_ABOUT THIS TASK_. Using the listing below, count the lines in which "usize" appears; give the count alone.

_EXERCISE INPUT_.
= = =

/// Lifecycle state of a worker slot.
#[derive(Debug, Clone, Copy, PartialEq, Eq, Serialize)]
#[serde(rename_all = "snake_case")]
pub enum WorkerState {
    /// Spawned, running setup.
    Starting,
    /// Ready for a task.
    Idle,
    /// Running exactly one task.
    Busy,
    /// Being replaced after a crash or timeout.
    Restarting,
    /// Stopped by pool shutdown.
    Stopped,
}

/// Observable statistics of one worker slot.
#[derive(Debug, Clone, Serialize)]
#[serde(rename_all = "camelCase")]
pub struct WorkerStats {
    /// Worker id.
    pub id: WorkerId,
    /// Current lifecycle state.
    pub state: WorkerState,
    /// Task currently bound to the worker.
    pub current_task: Option<String>,
    /// Tasks completed successfully.
    pub tasks_completed: u64,
    /// Attempts that failed, timed out or crashed.
    pub tasks_failed: u64,
    /// Number of times the slot was recycled.
    pub restarts: u64,
    /// Last reported memory usage in bytes.
    pub memory_usage: u64,
    /// Last reported CPU usage in percent.
    pub cpu_usage: f64,
}

impl WorkerStats {
    fn new(id: WorkerId) -> Self {
        Self {
            id,
            state: WorkerState::Starting,
            current_task: None,
            tasks_completed: 0,
            tasks_failed: 0,
            restarts: 0,
            memory_usage: 0,
            cpu_usage: 0.0,
        }
    }

    /// Returns whether the worker can take a task.
    pub fn is_idle(&self) -> bool {
        self.state == WorkerState::Idle
    }
}

/// Aggregate statistics about the worker pool.
#[derive(Debug, Clone, Default, Serialize)]
#[serde(rename_all = "camelCase")]
pub struct PoolStats {
    /// Total number of workers in the pool.
    pub num_workers: usize,
    /// Number of workers currently running a task.
    pub busy_workers: usize,
    /// Total tasks completed successfully.
    pub tasks_completed: u64,
    /// Total failed attempts.
    pub tasks_failed: u64,
    /// Total worker restarts.
    pub restarts: u64,
    /// Average duration of successful attempts.
    #[serde(with = "super::task::duration_millis")]
    pub average_task_duration: Duration,
}

impl PoolStats {
    /// Returns the total number of attempts that finished (completed + failed).
    pub fn total_processed(&self) -> u64 {
        self.tasks_completed + self.tasks_failed
    }

    /// Returns the success rate as a percentage.
    pub fn success_rate(&self) -> f64 {
        let total = self.total_processed();
        if total == 0 {
            return 0.0;
        }
        (self.tasks_completed as f64 / total as f64) * 100.0
    }
}

/// Everything that can wake the control loop on behalf of the pool.
#[derive(Debug)]
pub enum PoolSignal {
    /// A worker reported something.
    Worker(WorkerReport),
    /// A dispatched task exceeded its timeout.
    TimedOut { task_id: String, dispatch_id: u64 },
    /// A retry backoff elapsed; the task may be queued again.
    RetryDue(Task),
}

/// Result of a dispatch attempt.
#[derive(Debug)]
pub enum DispatchOutcome {
    /// The task is now bound to this worker.
    Committed(WorkerId),
    /// No suitable worker; the task is handed back for re-queueing.
    Rejected(Task),
}

/// What the control loop has to act on after a signal was handled.
#[derive(Debug)]
pub enum PoolOutcome {
    /// A worker became ready for tasks.
    WorkerReady(WorkerId),
    /// A task finished successfully.
    Completed(CompletedTask),
    /// An attempt failed and the task will be retried after `delay`.
    RetryScheduled {
        task_id: String,
        batch_id: String,
        retry_count: u32,
        delay: Duration,
        error: String,
    },
    /// A task exhausted its retries.
    Failed(FailedTask),
    /// A retry backoff elapsed; the task goes back to the head of the queue.
    Requeue(Task),
}

/// Binding of a task to the worker running it.
struct ActiveTaskRecord {
    task: Task,
    worker_id: WorkerId,
    dispatch_id: u64,
    started_at: Instant,
    timeout: JoinHandle<()>,
}

/// Handle to the thread of one worker incarnation.
///
/// Dropping it cancels the worker at its next await point. A worker stuck
/// in blocking code keeps its thread until the code returns; whatever it
/// reports afterwards carries a stale generation and is dropped.
struct WorkerThread {
    _cancel: oneshot::Sender<()>,
    exited: oneshot::Receiver<()>,
}

struct WorkerSlot {
    stats: WorkerStats,
    generation: u64,
    commands: mpsc::UnboundedSender<WorkerMessage>,
    handle: Option<WorkerThread>,
}

/// Pool of workers executing tasks through a shared [`TaskExecutor`].
pub struct WorkerPool {
    config: WorkerPoolConfig,
    executor: Arc<dyn TaskExecutor>,
    events: EventBus,
    metrics: MetricsCollector,
    signals: mpsc::UnboundedSender<PoolSignal>,
    workers: Vec<WorkerSlot>,
    active: HashMap<String, ActiveTaskRecord>,
    retry_timers: HashMap<String, JoinHandle<()>>,
    next_dispatch_id: u64,
    total_task_duration: Duration,
    shutting_down: bool,
}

= = =

_SOLUTION FOR THIS PROBLEM_. 2